2013-01-09 15:18:32

Egitto: presidente Morsi "arbitro" delle prove di pace tra Hamas e Al Fatah


Si attendono nuovi risvolti dagli incontri di ieri Al Cairo tra il presidente palestinese, Abu Mazen, e il leader in esilio di Hamas, Khaled Meshaal. Sul tavolo la riconciliazione tra Al Fatah e Hamas, ai ferri corti dal 2007. I colloqui si svolgono alla presenza del presidente egiziano, Morsi, che ormai da tempo si sta proponendo come un attore importante nella regione mediorientale. Questi colloqui porteranno a qualche passo avanti nella riconciliazione tra i due movimenti palestinesi? Benedetta Capelli lo ha chiesto ad Antonio Badini, ex ambasciatore italiano Al Cairo, autore del libro “Verso un Egitto democratico”:RealAudioMP3

R. – Io credo di sì, perché intanto l’Autorità nazionale palestinese è riuscita a conseguire questa grande vittoria alle Nazioni Unite, con il riconoscimento di Stato osservatore e non membro: non più dunque un’entità, ma uno Stato. Questo si è unito al mezzo successo che ha avuto Hamas nel favorire un avvicinamento con Morsi e convincerlo a svolgere un ruolo di mediazione con Israele, una presa di posizione che è stata favorita anche dagli americani. Sia Hamas che Fatah, dunque, hanno recentemente alzato un po’ il morale. Morsi si sente responsabile di questo primo passo e sicuramente sarà in grado di controllare le forze più radicali. Mi pare, dunque, che ci siano le condizioni per poter sperare in una ripresa di colloquio. Non è facile, ma credo che sarà molto difficile tornare indietro.

D. – Morsi ha avuto un ruolo importante nel riconciliare nei mesi scorsi Israele e Hamas. Hamas, lo ricordiamo, è filiazione dei Fratelli Musulmani, formazione dalla quale il presidente egiziano deriva. Questo quanto può incidere sui negoziati?

R. – Io credo che intanto Hamas sia in debito morale e anche politico con i Fratelli Musulmani, e dunque starà attenta a non commettere errori, a non creare tensioni che possano appunto provocare un crescendo di violenza. Al tempo stesso, Morsi sa di poter controllare Hamas e di poterla controllare in maniera che questa relativa armonia che si è creata tra l’Egitto e Hamas poi porti dei risultati. E qui le cose possono farsi un po’ più complicate, perché in Israele la destra sta guadagnando posizioni.

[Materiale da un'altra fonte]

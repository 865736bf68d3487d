//! Black-box tests that exercise the real `coordinatord` binary as a subprocess, the same way
//! the teacher's own integration suite drives its binary: spawn it, feed it real inputs (a git
//! repo, a TOML config), and observe its exit status and output rather than calling into the
//! crate directly.

use std::net::TcpListener as StdTcpListener;
use std::process::Stdio;
use std::time::Duration;

use hmac::{Hmac, Mac};
use sha3::Sha3_256;
use test_bin::get_test_bin;
use tokio::process::Command;
use tokio::time::{sleep, timeout};

async fn init_repo_with_commit(dir: &std::path::Path) -> anyhow::Result<()> {
    async fn run(dir: &std::path::Path, args: &[&str]) -> anyhow::Result<()> {
        let status = Command::new("git")
            .current_dir(dir)
            .args(args)
            .stdout(Stdio::null())
            .stderr(Stdio::null())
            .status()
            .await?;
        anyhow::ensure!(status.success(), "git {args:?} failed");
        Ok(())
    }
    run(dir, &["init"]).await?;
    run(dir, &["config", "user.email", "ci@example.com"]).await?;
    run(dir, &["config", "user.name", "ci"]).await?;
    run(dir, &["commit", "--allow-empty", "-m", "root commit"]).await?;
    Ok(())
}

fn base_config(extra_builder_lines: &str) -> String {
    format!(
        r#"
[host_types.linux-amd64]
pool_kind = "container"
owner = "infra-team"

{extra_builder_lines}
"#
    )
}

#[tokio::test]
async fn run_build_skips_when_dependency_is_missing() {
    let repo = tempfile::TempDir::new().unwrap();
    init_repo_with_commit(repo.path()).await.unwrap();

    let config = base_config(
        r#"
[builders.linux-amd64]
host_type = "linux-amd64"
goos = "linux"
goarch = "amd64"
go_deps = ["0000000000000000000000000000000000dead"]
"#,
    );
    let config_path = repo.path().join("coordinator.toml");
    std::fs::write(&config_path, config).unwrap();

    let output = get_test_bin("coordinatord")
        .args([
            "run-build",
            "--config",
            config_path.to_str().unwrap(),
            "--repo",
            repo.path().to_str().unwrap(),
            "--commit",
            "HEAD",
            "--builder",
            "linux-amd64",
        ])
        .output()
        .expect("spawn coordinatord run-build");

    assert!(
        output.status.success(),
        "run-build should report success for a deliberately skipped build: {:?}",
        String::from_utf8_lossy(&output.stderr)
    );
    let stdout = String::from_utf8_lossy(&output.stdout);
    assert!(
        stdout.contains("skipped_build_missing_dep"),
        "expected skip event in output, got: {stdout}"
    );
}

#[tokio::test]
async fn run_build_fails_fast_for_unknown_builder() {
    let repo = tempfile::TempDir::new().unwrap();
    init_repo_with_commit(repo.path()).await.unwrap();

    let config = base_config(
        r#"
[builders.linux-amd64]
host_type = "linux-amd64"
goos = "linux"
goarch = "amd64"
"#,
    );
    let config_path = repo.path().join("coordinator.toml");
    std::fs::write(&config_path, config).unwrap();

    let output = get_test_bin("coordinatord")
        .args([
            "run-build",
            "--config",
            config_path.to_str().unwrap(),
            "--repo",
            repo.path().to_str().unwrap(),
            "--commit",
            "HEAD",
            "--builder",
            "does-not-exist",
        ])
        .output()
        .expect("spawn coordinatord run-build");

    assert!(
        !output.status.success(),
        "run-build should fail fast for a builder name the config doesn't know about"
    );
}

#[tokio::test]
async fn serve_rejects_config_with_dangling_host_type_reference() {
    let repo = tempfile::TempDir::new().unwrap();
    // `serve` doesn't need a repo at all, but reuse the tempdir for the config file.
    let config = r#"
[host_types.linux-amd64]
pool_kind = "container"
owner = "infra-team"

[builders.linux-amd64-race]
host_type = "some-host-type-nobody-declared"
goos = "linux"
goarch = "amd64"
"#;
    let config_path = repo.path().join("coordinator.toml");
    std::fs::write(&config_path, config).unwrap();

    let output = get_test_bin("coordinatord")
        .args(["serve", "--config", config_path.to_str().unwrap()])
        .output()
        .expect("spawn coordinatord serve");

    assert!(
        !output.status.success(),
        "serve should refuse to start against a config that references an unknown host type"
    );
}

/// Recomputes the reverse-dial registration HMAC the same way `src/reverse.rs` does, since this
/// black-box test can't reach into the binary's internals: HMAC-SHA3-256 of the builder type,
/// keyed by the shared secret, hex-encoded.
fn registration_key(secret: &[u8], builder_type: &str) -> String {
    let mut mac = Hmac::<Sha3_256>::new_from_slice(secret).expect("hmac accepts any key length");
    mac.update(builder_type.as_bytes());
    mac.finalize()
        .into_bytes()
        .iter()
        .map(|b| format!("{b:02x}"))
        .collect()
}

#[test_log::test(tokio::test)]
async fn reverse_dial_listener_accepts_a_correctly_signed_registration() {
    // Reserve a free port, then release it immediately; the child process binds it next. Small
    // window for a collision, acceptable in a single-machine test run.
    let port = {
        let listener = StdTcpListener::bind("127.0.0.1:0").unwrap();
        listener.local_addr().unwrap().port()
    };
    let addr = format!("127.0.0.1:{port}");
    let secret = "reverse-dial-test-secret";

    let repo = tempfile::TempDir::new().unwrap();
    let config = format!(
        r#"
reverse_listen_addr = "{addr}"
reverse_secret = "{secret}"

[host_types.darwin-arm64]
pool_kind = "reverse"
owner = "infra-team"

[builders]
"#
    );
    let config_path = repo.path().join("coordinator.toml");
    std::fs::write(&config_path, config).unwrap();

    let mut child = get_test_bin("coordinatord")
        .args(["serve", "--config", config_path.to_str().unwrap()])
        .stdout(Stdio::null())
        .stderr(Stdio::null())
        .kill_on_drop(true)
        .spawn()
        .expect("spawn coordinatord serve");

    // Give the listener a moment to come up.
    let url = format!("http://{addr}/register");
    let client = reqwest::Client::new();
    let hostname = "reverse-worker-1.example.com";
    let key = registration_key(secret.as_bytes(), "darwin-arm64");

    let mut last_err = None;
    let mut response = None;
    for _ in 0..20 {
        let attempt = client
            .post(&url)
            .header("X-Go-Builder-Type", "darwin-arm64")
            .header("X-Go-Builder-Hostname", hostname)
            .header("X-Go-Builder-Key", &key)
            .header("X-Go-Builder-Version", "test-1")
            .send()
            .await;
        match attempt {
            Ok(resp) => {
                response = Some(resp);
                break;
            }
            Err(e) => {
                last_err = Some(e);
                sleep(Duration::from_millis(100)).await;
            }
        }
    }
    let response = response.unwrap_or_else(|| {
        panic!("listener never came up: {last_err:?}");
    });

    assert_eq!(response.status(), reqwest::StatusCode::SWITCHING_PROTOCOLS);

    let _ = timeout(Duration::from_secs(2), child.kill()).await;
}
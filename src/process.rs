use std::os::unix::process::ExitStatusExt as _;
use std::process::{ExitStatus, Output};

use anyhow::{anyhow, Context};

/// Extends [`Output`]/[`ExitStatus`] with the exit-code check we need everywhere: we want the
/// numeric code, and we want a real error (not a panic) if the child died from a signal instead
/// of exiting normally.
pub trait OutputExt {
    fn code_not_killed(&self) -> anyhow::Result<i32>;
}

impl OutputExt for Output {
    fn code_not_killed(&self) -> anyhow::Result<i32> {
        self.status.code_not_killed()
    }
}

impl OutputExt for ExitStatus {
    fn code_not_killed(&self) -> anyhow::Result<i32> {
        self.code()
            .ok_or_else(|| anyhow!("process killed by signal: {:?}", self.signal()))
    }
}

/// Run an async [`tokio::process::Command`] to completion, erroring out (with stderr attached)
/// if it didn't exit zero.
pub trait CommandExt {
    #[allow(async_fn_in_trait)]
    async fn execute(&mut self) -> anyhow::Result<Output>;
}

impl CommandExt for tokio::process::Command {
    async fn execute(&mut self) -> anyhow::Result<Output> {
        let output = self.output().await.context("spawning command")?;
        let code = output.code_not_killed()?;
        if code != 0 {
            return Err(anyhow!(
                "command failed with exit code {}: stderr:\n{}",
                code,
                String::from_utf8_lossy(&output.stderr)
            ));
        }
        Ok(output)
    }
}

/// Same as [`CommandExt`] but for [`std::process::Command`], for the handful of places (mostly
/// `Drop` impls) where we can't be async.
pub trait SyncCommandExt {
    fn execute(&mut self) -> anyhow::Result<Output>;
}

impl SyncCommandExt for std::process::Command {
    fn execute(&mut self) -> anyhow::Result<Output> {
        let output = self.output().context("spawning command")?;
        let code = output.code_not_killed()?;
        if code != 0 {
            return Err(anyhow!(
                "command failed with exit code {}: stderr:\n{}",
                code,
                String::from_utf8_lossy(&output.stderr)
            ));
        }
        Ok(output)
    }
}

#[cfg(test)]
mod tests {
    use super::*;

    #[tokio::test]
    async fn execute_ok() {
        tokio::process::Command::new("true")
            .execute()
            .await
            .expect("true should succeed");
    }

    #[tokio::test]
    async fn execute_err() {
        let err = tokio::process::Command::new("false")
            .execute()
            .await
            .expect_err("false should fail");
        assert!(err.to_string().contains("exit code"));
    }
}
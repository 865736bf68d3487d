//! Client for the worker wire protocol: the small HTTP API every buildlet (cloud VM, container,
//! or reverse-dialed physical machine) exposes so the coordinator can push source, run commands,
//! and pull results back, regardless of how that worker was provisioned.

use std::sync::atomic::{AtomicBool, Ordering};
use std::sync::Arc;
use std::time::Duration;

use bytes::Bytes;
use flate2::write::GzEncoder;
use flate2::Compression;
use reqwest::StatusCode;
use serde::{Deserialize, Serialize};
use tokio::io::{AsyncWrite, AsyncWriteExt as _};
use tokio_util::sync::CancellationToken;

use crate::errors::{ExecOutcome, RemoteError, TransportError};

/// Options for a single remote command execution.
#[derive(Debug, Clone, Default)]
pub struct ExecOpts {
    pub args: Vec<String>,
    pub env: Vec<(String, String)>,
    pub working_dir: Option<String>,
    pub path: Option<Vec<String>>,
    /// Run as whatever privileged account the buildlet offers, rather than the normal build
    /// user. Used for the handful of commands (package installs, etc.) that need it.
    pub system_level: bool,
}

#[derive(Debug, Serialize, Deserialize)]
struct StatusResponse {
    version: String,
    work_dir: String,
}

/// A directory entry as reported by `ListDir`.
#[derive(Debug, Clone, Deserialize)]
pub struct DirEntry {
    pub name: String,
    pub size: u64,
    pub is_dir: bool,
    pub mod_time_unix: i64,
}

/// One worker, speaking the buildlet wire protocol over HTTP. Produced by a `Pool` regardless of
/// which provisioning strategy backed it; from here on every caller sees the same surface.
#[derive(Clone)]
pub struct HttpWorker {
    http: reqwest::Client,
    base_url: String,
    name: String,
    broken: Arc<AtomicBool>,
    closed: Arc<AtomicBool>,
}

impl HttpWorker {
    pub fn new(name: impl Into<String>, base_url: impl Into<String>) -> Self {
        Self {
            http: reqwest::Client::builder()
                .timeout(Duration::from_secs(600))
                .build()
                .expect("building reqwest client"),
            base_url: base_url.into(),
            name: name.into(),
            broken: Arc::new(AtomicBool::new(false)),
            closed: Arc::new(AtomicBool::new(false)),
        }
    }

    pub fn name(&self) -> &str {
        &self.name
    }

    pub fn is_broken(&self) -> bool {
        self.broken.load(Ordering::SeqCst)
    }

    pub fn mark_broken(&self) {
        self.broken.store(true, Ordering::SeqCst);
    }

    fn url(&self, path: &str) -> String {
        format!("{}{}", self.base_url, path)
    }

    fn transport_err(&self, e: reqwest::Error) -> TransportError {
        self.mark_broken();
        if e.is_timeout() {
            TransportError::Timeout(Duration::from_secs(600))
        } else {
            TransportError::Io(e.to_string())
        }
    }

    /// Push a tarball of source onto the worker, to be extracted relative to its work dir.
    pub async fn put_tar(&self, tar_gz: Bytes, rel_dir: Option<&str>) -> Result<(), TransportError> {
        let mut req = self
            .http
            .post(self.url("/tar"))
            .body(tar_gz);
        if let Some(rel) = rel_dir {
            req = req.query(&[("dir", rel)]);
        }
        let resp = req.send().await.map_err(|e| self.transport_err(e))?;
        check_status(&resp)?;
        Ok(())
    }

    /// Ask the worker to fetch and extract a tarball from a URL itself, instead of us streaming
    /// the bytes through. Used for large toolchain bootstraps where the worker has better
    /// network proximity to the source than we do.
    pub async fn put_tar_from_url(
        &self,
        url: &str,
        rel_dir: Option<&str>,
    ) -> Result<(), TransportError> {
        let mut req = self.http.post(self.url("/tarfromurl")).query(&[("url", url)]);
        if let Some(rel) = rel_dir {
            req = req.query(&[("dir", rel)]);
        }
        let resp = req.send().await.map_err(|e| self.transport_err(e))?;
        check_status(&resp)?;
        Ok(())
    }

    /// Pull a directory back off the worker as a gzipped tarball.
    pub async fn get_tar(&self, rel_dir: &str) -> Result<Bytes, TransportError> {
        let resp = self
            .http
            .get(self.url("/tar"))
            .query(&[("dir", rel_dir)])
            .send()
            .await
            .map_err(|e| self.transport_err(e))?;
        check_status(&resp)?;
        resp.bytes().await.map_err(|e| self.transport_err(e))
    }

    pub async fn list_dir(&self, rel_dir: &str) -> Result<Vec<DirEntry>, TransportError> {
        let resp = self
            .http
            .get(self.url("/ls"))
            .query(&[("dir", rel_dir)])
            .send()
            .await
            .map_err(|e| self.transport_err(e))?;
        check_status(&resp)?;
        resp.json().await.map_err(|e| self.transport_err(e))
    }

    pub async fn remove_all(&self, rel_paths: &[String]) -> Result<(), TransportError> {
        let resp = self
            .http
            .post(self.url("/removeall"))
            .form(&rel_paths.iter().map(|p| ("path", p.clone())).collect::<Vec<_>>())
            .send()
            .await
            .map_err(|e| self.transport_err(e))?;
        check_status(&resp)?;
        Ok(())
    }

    pub async fn work_dir(&self) -> Result<String, TransportError> {
        Ok(self.status().await?.work_dir)
    }

    async fn status(&self) -> Result<StatusResponse, TransportError> {
        let resp = self
            .http
            .get(self.url("/status"))
            .send()
            .await
            .map_err(|e| self.transport_err(e))?;
        check_status(&resp)?;
        resp.json().await.map_err(|e| self.transport_err(e))
    }

    /// Run a command on the worker, streaming its combined stdout/stderr into `out` as it
    /// arrives. Returns the dual transport/remote outcome described in the error taxonomy:
    /// a broken connection and a non-zero exit code are different kinds of failure and callers
    /// (the build driver, the sharder) need to treat them differently.
    pub async fn exec(
        &self,
        program: &str,
        opts: &ExecOpts,
        mut out: impl AsyncWrite + Unpin,
        ct: &CancellationToken,
    ) -> ExecOutcome {
        // The wire format repeats `arg=`/`env=` once per value, which a HashMap can't express;
        // build a flat Vec of pairs instead.
        let mut pairs: Vec<(&str, String)> = vec![("cmd", program.to_string())];
        for arg in &opts.args {
            pairs.push(("arg", arg.clone()));
        }
        for (k, v) in &opts.env {
            pairs.push(("env", format!("{k}={v}")));
        }
        if let Some(dir) = &opts.working_dir {
            pairs.push(("dir", dir.clone()));
        }
        if let Some(path) = &opts.path {
            pairs.push(("path", path.join(":")));
        }
        if opts.system_level {
            pairs.push(("system", "1".to_string()));
        }

        let req = self.http.post(self.url("/exec")).query(&pairs).send();
        let resp = tokio::select! {
            resp = req => resp,
            _ = ct.cancelled() => {
                return ExecOutcome::from_transport(TransportError::Io(
                    "exec canceled before worker responded".to_string(),
                ));
            }
        };
        let mut resp = match resp {
            Ok(r) => r,
            Err(e) => return ExecOutcome::from_transport(self.transport_err(e)),
        };
        if let Err(e) = check_status(&resp) {
            return ExecOutcome::from_transport(e);
        }

        loop {
            let chunk = tokio::select! {
                chunk = resp.chunk() => chunk,
                _ = ct.cancelled() => {
                    return ExecOutcome::from_transport(TransportError::Io(
                        "exec canceled mid-stream".to_string(),
                    ));
                }
            };
            match chunk {
                Ok(Some(bytes)) => {
                    if out.write_all(&bytes).await.is_err() {
                        return ExecOutcome::from_transport(TransportError::Io(
                            "failed writing exec output locally".to_string(),
                        ));
                    }
                }
                Ok(None) => break,
                Err(e) => return ExecOutcome::from_transport(self.transport_err(e)),
            }
        }

        // The wire protocol reports the remote exit code via a trailer header, since the body is
        // entirely taken up by the command's own output.
        let exit_code: i32 = resp
            .headers()
            .get("x-exit-code")
            .and_then(|v| v.to_str().ok())
            .and_then(|v| v.parse().ok())
            .unwrap_or(0);
        if exit_code != 0 {
            return ExecOutcome::from_remote(RemoteError::NonZeroExit {
                code: exit_code,
                detail: format!("{program} exited {exit_code}"),
            });
        }
        ExecOutcome::ok()
    }

    /// Idempotent teardown. Safe to call multiple times (e.g. once from a `Drop` guard and once
    /// explicitly) -- only the first call has any effect.
    pub async fn close(&self) {
        if self.closed.swap(true, Ordering::SeqCst) {
            return;
        }
        let _ = self.http.post(self.url("/halt")).send().await;
    }

    pub fn is_closed(&self) -> bool {
        self.closed.load(Ordering::SeqCst)
    }
}

fn check_status(resp: &reqwest::Response) -> Result<(), TransportError> {
    if resp.status() == StatusCode::OK {
        Ok(())
    } else {
        Err(TransportError::Io(format!(
            "worker returned unexpected status {}",
            resp.status()
        )))
    }
}

/// Package a directory tree into a gzipped tar, for use with [`HttpWorker::put_tar`].
pub fn tar_gz_dir(dir: &std::path::Path) -> anyhow::Result<Bytes> {
    let encoder = GzEncoder::new(Vec::new(), Compression::default());
    let mut builder = tar::Builder::new(encoder);
    builder.append_dir_all(".", dir)?;
    let encoder = builder.into_inner()?;
    Ok(Bytes::from(encoder.finish()?))
}

/// Extract a gzipped tar previously produced by [`tar_gz_dir`] (or [`HttpWorker::get_tar`]) into
/// a local directory.
pub fn untar_gz(data: &[u8], dest: &std::path::Path) -> anyhow::Result<()> {
    let decoder = flate2::read::GzDecoder::new(data);
    let mut archive = tar::Archive::new(decoder);
    archive.unpack(dest)?;
    Ok(())
}

#[cfg(test)]
mod tests {
    use super::*;

    #[test]
    fn tar_gz_round_trips() {
        let src = tempfile::TempDir::new().unwrap();
        std::fs::write(src.path().join("a.txt"), b"hello").unwrap();
        let gz = tar_gz_dir(src.path()).expect("tar");

        let dest = tempfile::TempDir::new().unwrap();
        untar_gz(&gz, dest.path()).expect("untar");
        assert_eq!(
            std::fs::read_to_string(dest.path().join("a.txt")).unwrap(),
            "hello"
        );
    }

    #[test]
    fn new_worker_starts_unbroken_and_open() {
        let w = HttpWorker::new("w1", "http://127.0.0.1:0");
        assert!(!w.is_broken());
        assert!(!w.is_closed());
    }
}
use std::collections::HashMap;
use std::fs;
use std::path::Path;

use anyhow::Context as _;
use schemars::JsonSchema;
use serde::Deserialize;

use crate::errors::LocalError;

/// The three ways a host type can be provisioned. See `src/pool.rs`.
#[derive(Debug, Clone, Copy, PartialEq, Eq, Deserialize, JsonSchema)]
#[serde(rename_all = "snake_case")]
pub enum PoolKind {
    CloudVm,
    Container,
    Reverse,
}

/// Configuration for one host type: everything the pool needs to provision or recognize a
/// worker of this kind, but nothing about which builders use it.
#[derive(Debug, Clone, Deserialize, JsonSchema)]
#[serde(deny_unknown_fields)]
pub struct HostConfig {
    pub pool_kind: PoolKind,
    #[serde(default)]
    pub image: Option<String>,
    pub owner: String,
    #[serde(default)]
    pub bootstrap_toolchain_url: Option<String>,
    #[serde(default)]
    pub cpu: Option<u32>,
    #[serde(default)]
    pub memory_mb: Option<u32>,
    /// Maximum number of simultaneous workers of this host type. Only meaningful for
    /// `cloud_vm`/`container`; reverse pools are bounded by however many buildlets actually
    /// dial in.
    #[serde(default = "default_max_concurrent")]
    pub max_concurrent: usize,
}

fn default_max_concurrent() -> usize {
    1
}

/// Configuration for one builder: a (mostly) static identity plus the knobs that change how its
/// builds run.
#[derive(Debug, Clone, Deserialize, JsonSchema)]
#[serde(deny_unknown_fields)]
pub struct BuildConfig {
    pub host_type: String,
    pub goos: String,
    pub goarch: String,
    #[serde(default)]
    pub run_bench: bool,
    #[serde(default)]
    pub race: bool,
    #[serde(default)]
    pub cross_compile_only: bool,
    #[serde(default)]
    pub go_deps: Vec<String>,
    #[serde(default = "default_test_timeout_scale")]
    pub test_timeout_scale: f64,
    #[serde(default)]
    pub skip_snapshot: bool,
    #[serde(default)]
    pub long_test: bool,
    #[serde(default)]
    pub secondary_repo: Option<String>,
}

fn default_test_timeout_scale() -> f64 {
    1.0
}

/// Top-level coordinator configuration, as parsed from TOML. This is the ambient config layer
/// the rest of the system depends on: `host_types`/`builders` back the scheduler and the pools,
/// the rest are tuning knobs for the build driver and sharder.
#[derive(Debug, Clone, Deserialize, JsonSchema)]
#[serde(deny_unknown_fields)]
pub struct CoordinatorConfig {
    pub host_types: HashMap<String, HostConfig>,
    pub builders: HashMap<String, BuildConfig>,
    #[serde(default = "default_starvation_threshold_s")]
    pub starvation_threshold_s: u64,
    #[serde(default = "default_shard_budget_s")]
    pub shard_budget_s: u64,
    #[serde(default)]
    pub flaky_builder_prefixes: Vec<String>,
    #[serde(default)]
    pub reverse_listen_addr: Option<String>,
    #[serde(default)]
    pub reverse_secret: Option<String>,
    #[serde(default = "default_dep_check_retries")]
    pub dep_check_retries: u32,
}

fn default_starvation_threshold_s() -> u64 {
    6 * 3600
}

fn default_shard_budget_s() -> u64 {
    7 * 60
}

fn default_dep_check_retries() -> u32 {
    3
}

impl CoordinatorConfig {
    pub fn load(path: &Path) -> anyhow::Result<Self> {
        let content = fs::read_to_string(path)
            .with_context(|| format!("reading config {:?}", path))?;
        let config: Self = toml::from_str(&content).context("parsing config")?;
        config.validate().context("validating config")?;
        Ok(config)
    }

    /// Rejects any configuration that names a host type that doesn't exist. We do this eagerly,
    /// at load time, rather than waiting for a build to try to use the broken builder: a
    /// misconfigured builder should fail the coordinator's startup, not a user's build.
    pub fn validate(&self) -> Result<(), LocalError> {
        for (name, build) in &self.builders {
            if !self.host_types.contains_key(&build.host_type) {
                return Err(LocalError::Invalid(format!(
                    "builder {name:?} references unknown host type {:?}",
                    build.host_type
                )));
            }
        }
        Ok(())
    }

    pub fn builder(&self, name: &str) -> Result<&BuildConfig, LocalError> {
        self.builders
            .get(name)
            .ok_or_else(|| LocalError::UnknownBuilder(name.to_string()))
    }

    pub fn host_type(&self, name: &str) -> Result<&HostConfig, LocalError> {
        self.host_types
            .get(name)
            .ok_or_else(|| LocalError::UnknownHostType(name.to_string()))
    }

    /// Whether a builder has been flagged as flaky, for the purposes of terminal-error
    /// promotion (see `CoordError::promote_transport_to_remote`).
    pub fn is_flaky(&self, builder_name: &str) -> bool {
        self.flaky_builder_prefixes
            .iter()
            .any(|prefix| builder_name.starts_with(prefix.as_str()))
    }
}

#[cfg(test)]
mod tests {
    use super::*;

    fn sample_toml() -> &'static str {
        r#"
        [host_types.linux-amd64]
        pool_kind = "container"
        owner = "infra-team"
        image = "linux-amd64-ci"

        [host_types.darwin-arm64]
        pool_kind = "reverse"
        owner = "infra-team"

        [builders.linux-amd64-race]
        host_type = "linux-amd64"
        goos = "linux"
        goarch = "amd64"
        race = true

        [builders.darwin-arm64]
        host_type = "darwin-arm64"
        goos = "darwin"
        goarch = "arm64"
        "#
    }

    #[test]
    fn parses_and_validates_sample() {
        let config: CoordinatorConfig = toml::from_str(sample_toml()).expect("parse");
        config.validate().expect("validate");
        assert_eq!(config.builders.len(), 2);
        assert!(config.builder("linux-amd64-race").unwrap().race);
    }

    #[test]
    fn rejects_unknown_host_type() {
        let bad = sample_toml().replace("host_type = \"linux-amd64\"", "host_type = \"bogus\"");
        let config: CoordinatorConfig = toml::from_str(&bad).expect("parse");
        assert!(matches!(config.validate(), Err(LocalError::Invalid(_))));
    }

    #[test]
    fn rejects_unknown_fields() {
        let bad = sample_toml().replace(
            "race = true",
            "race = true\n        made_up_field = 1",
        );
        assert!(toml::from_str::<CoordinatorConfig>(&bad).is_err());
    }

    #[test]
    fn flaky_prefix_matching() {
        let mut config: CoordinatorConfig = toml::from_str(sample_toml()).expect("parse");
        config.flaky_builder_prefixes = vec!["darwin-".to_string()];
        assert!(config.is_flaky("darwin-arm64"));
        assert!(!config.is_flaky("linux-amd64-race"));
    }
}
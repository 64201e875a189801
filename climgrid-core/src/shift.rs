//! Longitude normalisation
//!
//! Rewraps a longitude coordinate into a 360 degree window and rolls the data
//! so the coordinate stays monotonic.

use crate::coords::{monotonic_direction, Direction};
use crate::errors::GridResult;
use crate::grid::{FloatValue, Grid};
use tracing::debug;

/// Shift longitudes into the range `[lon_min, lon_min + 360)`
///
/// Each longitude is moved by at most one multiple of 360 degrees, so values
/// more than one revolution outside the window stay outside it. When any
/// value moves, the coordinate and every variable carrying the longitude
/// dimension are rolled so that the new minimum (increasing axis) or new
/// maximum (decreasing axis) comes first.
///
/// Returns a copy of `grid`; the input is never modified.
///
/// # Errors
///
/// * [`GridError::KeyNotFound`](crate::errors::GridError::KeyNotFound) if the
///   longitude coordinate is missing
/// * [`GridError::InvalidInput`](crate::errors::GridError::InvalidInput) if the
///   longitudes are not monotonic
///
/// # Examples
///
/// ```rust
/// use climgrid_core::grid::Grid;
/// use climgrid_core::shift::shift_lon;
/// use ndarray::array;
///
/// let mut grid = Grid::new();
/// grid.insert_coord("lon", array![0.0, 90.0, 180.0, 270.0]).unwrap();
///
/// let shifted = shift_lon(&grid, -180.0, "lon").unwrap();
/// assert_eq!(shifted.coord_values("lon").unwrap(), array![-180.0, -90.0, 0.0, 90.0]);
/// ```
pub fn shift_lon(grid: &Grid, lon_min: FloatValue, lon_name: &str) -> GridResult<Grid> {
    let lon = grid.coord_values(lon_name)?;
    let direction = monotonic_direction(lon, lon_name)?;

    let lon_max = lon_min + 360.0;
    let offsets = lon.mapv(|x| {
        if x < lon_min {
            360.0
        } else if x >= lon_max {
            -360.0
        } else {
            0.0
        }
    });
    if offsets.iter().all(|&offset| offset == 0.0) {
        return Ok(grid.clone());
    }

    let shifted = &lon + &offsets;
    let first = match direction {
        Direction::Increasing => position_of_extreme(shifted.iter(), |a, b| a < b),
        Direction::Decreasing => position_of_extreme(shifted.iter(), |a, b| a > b),
    };
    debug!(
        lon_name,
        lon_min,
        roll = first,
        "Rewrapping longitudes"
    );

    let mut result = grid.clone();
    result.replace_coord_values(lon_name, shifted)?;
    Ok(result.roll(lon_name, -(first as isize)))
}

/// Index of the first element that no other element beats
fn position_of_extreme<'a>(
    values: impl Iterator<Item = &'a FloatValue>,
    beats: impl Fn(FloatValue, FloatValue) -> bool,
) -> usize {
    values
        .enumerate()
        .fold((0, FloatValue::NAN), |(best_i, best), (i, &v)| {
            if best.is_nan() || beats(v, best) {
                (i, v)
            } else {
                (best_i, best)
            }
        })
        .0
}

D. – Il presidente egiziano, secondo lei, è davvero l’attore nuovo nello scacchiere mediorientale?

R. – Certamente sì, oggi è l’attore nuovo. Ha problemi interni e dunque è un po’ condizionato anche lui, ma è un attore nuovo in quanto ha una carica di novità che non può essere offuscata dalla responsabilità di governo. Lui deve portare avanti un disegno che sia positivo per la Palestina. Credo che il suo interesse sia di non far perdere influenza ad Hamas nel quadro palestinese. Il punto adesso per Fatah è riuscire a consolidare questo successo alle Nazioni Unite. L’armonia, dunque, non sarà facile, però gli ingredienti per poter ottenere un’unità del popolo palestinese ci sono tutti. Naturalmente occorrerà fare un compromesso e Fatah dovrà fare un passo indietro perché tutto sommato non è più, come prima, la forza egemone all’interno del movimento palestinese. Hamas è cresciuta e il fatto che sia Morsi a gestire questa situazione è un punto rassicurante perché Morsi ha due anime dentro di sé: quella che tende ad incoraggiare una situazione di armonia e che porti poi i palestinesi al tavolo del negoziato: quella poi in grado di tenere un controllo sui movimenti che hanno creato finora la violenza, si tratta di questi movimenti jihadisti che, con la connivenza di Hamas prima di Morsi, hanno a volte creato i presupposti per reazioni, anche se sproporzionate, di Israele. Morsi, dunque, effettivamente è un punto di speranza. Speriamo che i problemi interni non lo distraggano troppo dal tempo che occorrerà dedicare alla causa palestinese, perché rimane una causa che non ha una prospettiva a breve termine.